Can AI create a fairer world? Five principles for ethical coding

0 comments | 3 shares

Estimated reading time: 5 minutes

Julia Ziemer

December 4th, 2018

Can AI create a fairer world? Five principles for ethical coding

0 comments | 3 shares

Estimated reading time: 5 minutes

LSE MSc student Nicole Darabian reports on a Polis Talk by Kriti Sharma given to the LSE on 27 November 2018

With automation resulting in jobs losses, flawed algorithms perpetuating discriminatory practices and robots receiving citizenships, it is easy to feel discouraged by some of the recent contributions of artificial intelligence (AI).  However, in a world of growing scepticism, Kriti Sharma is an optimist. As an artificial intelligence technologist, she has made it her mission to incorporate greater ethics and diversity into machine learning ,in order to promote social good. Throughout her talk, Kriti highlighted examples where AI is making strides to address global challenges and achieve social impact. For instance, she recently helped develop an AI application that works as a non-judgemental companion offering support and guidance to South African women who are potentially victims of domestic violence and harassment. Because these crimes are highly stigmatised, victims do not tend to speak about their situation leaving cases often unreported.
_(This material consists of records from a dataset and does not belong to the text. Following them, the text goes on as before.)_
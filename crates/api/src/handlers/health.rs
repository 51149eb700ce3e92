use axum::extract::State;
use axum::http::header::CACHE_CONTROL;
use axum::response::IntoResponse;
use axum::Json;
use chrono::SecondsFormat;
use kontrola_db::EnvSummary;
use serde::Serialize;

use crate::state::AppState;

/// Health check response payload.
#[derive(Debug, Serialize)]
pub struct HealthResponse {
    /// Always `"ok"`: the process is serving.
    pub status: &'static str,
    pub supabase: StoreStatus,
    /// RFC 3339 UTC.
    pub timestamp: String,
}

/// Which store capabilities are configured.
#[derive(Debug, Serialize)]
#[serde(rename_all = "camelCase")]
pub struct StoreStatus {
    pub initialized: bool,
    /// The service-role key is present, even when a missing URL leaves the
    /// store itself unconfigured.
    pub service_role: bool,
    pub env: EnvSummary,
}

/// GET /api/health -- liveness plus store configuration visibility.
pub async fn health_check(State(state): State<AppState>) -> impl IntoResponse {
    let body = HealthResponse {
        status: "ok",
        supabase: StoreStatus {
            initialized: state.store.is_initialized(),
            service_role: state.store.has_service_role()
                || state.config.supabase.service_role_key.is_some(),
            env: state.config.supabase.env_summary(),
        },
        timestamp: chrono::Utc::now().to_rfc3339_opts(SecondsFormat::Millis, true),
    };

    ([(CACHE_CONTROL, "no-store")], Json(body))
}
/// Store-assigned identifiers travel as strings at the API boundary,
/// whatever their column type in the store.
pub type EntityId = String;

/// All timestamps are UTC.
pub type Timestamp = chrono::DateTime<chrono::Utc>;

/// Fixed key of the singleton statistics row.
pub const STATISTICS_ROW_ID: i64 = 1;

/// Current UTC time as stored in `created_at` / `updated_at` columns.
pub fn now() -> Timestamp {
    chrono::Utc::now()
}
//! Domain logic shared by the data access layer and the HTTP server.
//!
//! Everything here is pure: no I/O, no store access, no HTTP types.

pub mod error;
pub mod fields;
pub mod types;
pub mod upload;
pub mod validation;
//! Pieces shared by the resource handlers: the closed method sets, id
//! addressing and JSON body parsing.

use std::convert::Infallible;

use axum::body::Bytes;
use axum::extract::{FromRequestParts, Query};
use axum::http::request::Parts;
use axum::http::{Method, Uri};
use kontrola_core::error::CoreError;
use kontrola_core::validation::NOT_AN_OBJECT;
use serde::de::DeserializeOwned;
use serde_json::{Map, Value};

use crate::error::AppError;

/// A closed set of methods a resource answers. Anything else is a 405
/// whose `Allow` header lists [`ResourceMethod::ALLOW`].
pub trait ResourceMethod: Sized {
    const ALLOW: &'static [&'static str];

    fn from_method(method: &Method) -> Option<Self>;

    fn parse(method: &Method) -> Result<Self, AppError> {
        Self::from_method(method).ok_or_else(|| AppError::MethodNotAllowed {
            method: method.to_string(),
            allow: Self::ALLOW,
        })
    }
}

/// Methods of the notification and partner collections.
#[derive(Debug, Clone, Copy, PartialEq, Eq)]
pub enum CrudMethod {
    Get,
    Post,
    Put,
    Delete,
    Options,
}

impl ResourceMethod for CrudMethod {
    const ALLOW: &'static [&'static str] = &["GET", "POST", "PUT", "DELETE", "OPTIONS"];

    fn from_method(method: &Method) -> Option<Self> {
        match *method {
            Method::GET => Some(CrudMethod::Get),
            Method::POST => Some(CrudMethod::Post),
            Method::PUT => Some(CrudMethod::Put),
            Method::DELETE => Some(CrudMethod::Delete),
            Method::OPTIONS => Some(CrudMethod::Options),
            _ => None,
        }
    }
}

/// Methods of the statistics singleton.
#[derive(Debug, Clone, Copy, PartialEq, Eq)]
pub enum SingletonMethod {
    Get,
    Put,
    Options,
}

impl ResourceMethod for SingletonMethod {
    const ALLOW: &'static [&'static str] = &["GET", "PUT", "OPTIONS"];

    fn from_method(method: &Method) -> Option<Self> {
        match *method {
            Method::GET => Some(SingletonMethod::Get),
            Method::PUT => Some(SingletonMethod::Put),
            Method::OPTIONS => Some(SingletonMethod::Options),
            _ => None,
        }
    }
}

/// Methods of the logo upload endpoint.
#[derive(Debug, Clone, Copy, PartialEq, Eq)]
pub enum UploadMethod {
    Post,
    Options,
}

impl ResourceMethod for UploadMethod {
    const ALLOW: &'static [&'static str] = &["POST", "OPTIONS"];

    fn from_method(method: &Method) -> Option<Self> {
        match *method {
            Method::POST => Some(UploadMethod::Post),
            Method::OPTIONS => Some(UploadMethod::Options),
            _ => None,
        }
    }
}

/// `?id=` query parameter.
///
/// Never rejects: a query string that cannot be decoded reads as carrying
/// no id, and a repeated `id` keeps its first value. A missing id is
/// reported by the handler after method dispatch and the admin check.
#[derive(Debug, Default, PartialEq, Eq)]
pub struct IdQuery {
    pub id: Option<String>,
}

impl IdQuery {
    pub fn from_uri(uri: &Uri) -> Self {
        let pairs = Query::<Vec<(String, String)>>::try_from_uri(uri)
            .map(|Query(pairs)| pairs)
            .unwrap_or_default();
        IdQuery {
            id: pairs
                .into_iter()
                .find_map(|(key, value)| (key == "id").then_some(value)),
        }
    }
}

impl<S: Send + Sync> FromRequestParts<S> for IdQuery {
    type Rejection = Infallible;

    async fn from_request_parts(parts: &mut Parts, _state: &S) -> Result<Self, Self::Rejection> {
        Ok(IdQuery::from_uri(&parts.uri))
    }
}

/// The addressed id: `?id=` wins over the path segment; blanks are absent.
pub fn resolve_id(query: IdQuery, path_id: Option<String>) -> Option<String> {
    query
        .id
        .into_iter()
        .chain(path_id)
        .map(|id| id.trim().to_string())
        .find(|id| !id.is_empty())
}

/// The `id` carried in a JSON payload, as text.
pub fn payload_id(payload: &Value) -> Option<String> {
    match payload.get("id")? {
        Value::String(s) if !s.trim().is_empty() => Some(s.trim().to_string()),
        Value::Number(n) => Some(n.to_string()),
        _ => None,
    }
}

/// Parse a request body. An empty body reads as `{}`.
pub fn json_body(body: &Bytes) -> Result<Value, AppError> {
    if body.iter().all(u8::is_ascii_whitespace) {
        return Ok(Value::Object(Map::new()));
    }
    serde_json::from_slice(body).map_err(|_| AppError::InvalidJson)
}

/// The payload as a JSON object, or the validator's non-object error.
pub fn json_object(payload: Value) -> Result<Map<String, Value>, AppError> {
    match payload {
        Value::Object(map) => Ok(map),
        _ => Err(CoreError::Validation(vec![NOT_AN_OBJECT.to_string()]).into()),
    }
}

/// Deserialize an already validated payload into its DTO.
pub fn from_payload<T: DeserializeOwned>(payload: Value) -> Result<T, AppError> {
    serde_json::from_value(payload).map_err(|e| CoreError::BadRequest(e.to_string()).into())
}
Kriti Sharma speaking at the LSE on 27/11/2018

The room asks – how do we ensure the world derives more social value from AI? Kriti believes it starts by acknowledging our own bias and realising that algorithms are opinions embedded in code. To make AI fairer, Kriti offers five guiding principles:

  1. AI should reflect the diversity of users it serves. If algorithms are going to be used to benefit society, they must reflect multiple cultures and ethnicities. Diversity is key when creating teams designing and developing technology, “when people from diverse background come together, when we build things in the right way, the possibilities are limitless”, Kriti says. While there is value in fixing an algorithm’s code, it is critical to filter out as much bias during the creation process to ensure algorithms do not learn to reproduce our own stereotypes in the first place.

 

  1. AI must be held accountable. If a machine makes a bad decision, who is to blame? While consensus is growing that AI cannot remain unscrutinised, there isn’t yet a clear process to whom to turn to and how to act. Kriti mentions the UK’s Centre for Data Ethics and Innovation , where she is a member of the advisory board, as a good step towards promoting ethical AI governance nationwide. As governments debate what shape and form AI regulation should take, Kriti thinks we must also create a new model of “evolutionary regulation” that can react effectively to the rapid pace of innovation. Similarly, Kriti acknowledges that private companies, often the most resistant in revealing the code behind their algorithms, have a key role to play. Among other best practices, it is essential that developers take responsibility for the codes powering AI as well as ensure they do not develop algorithms that cannot be explained.

 

  1. Reward AI for showing its workings. AI should not be deployed blindly and must align to human values. As algorithms learn from the diverse datasets that feed them, rewarding mechanisms when developing AI can be an approach. In other words, developers can reinforce learning mechanisms that reward AI to not only achieve a certain result but in a way that aligns with human values.

 

  1. AI should level the playing field. Perhaps the principle that requires more attention. The “raison d’être” of AI should be to benefit humanity and much more needs to be done to ensure AI is accessible and does not exacerbate socio-economic inequalities. As we stand today, this is particularly problematic given that most of the data worldwide sits with 4-5 companies. This is an issue as it originates unequal opportunities for developing more AI that can serve humanity.

 

  1. AI will replace but it must also create. It may be inevitable that certain jobs will be replaced by machines, but Kirti sees a silver lining. As we invest in AI, we must invest even more in jobs for which human skills are paramount. Reasoning, creativity, empathy are all valuable human skills that can complement AI.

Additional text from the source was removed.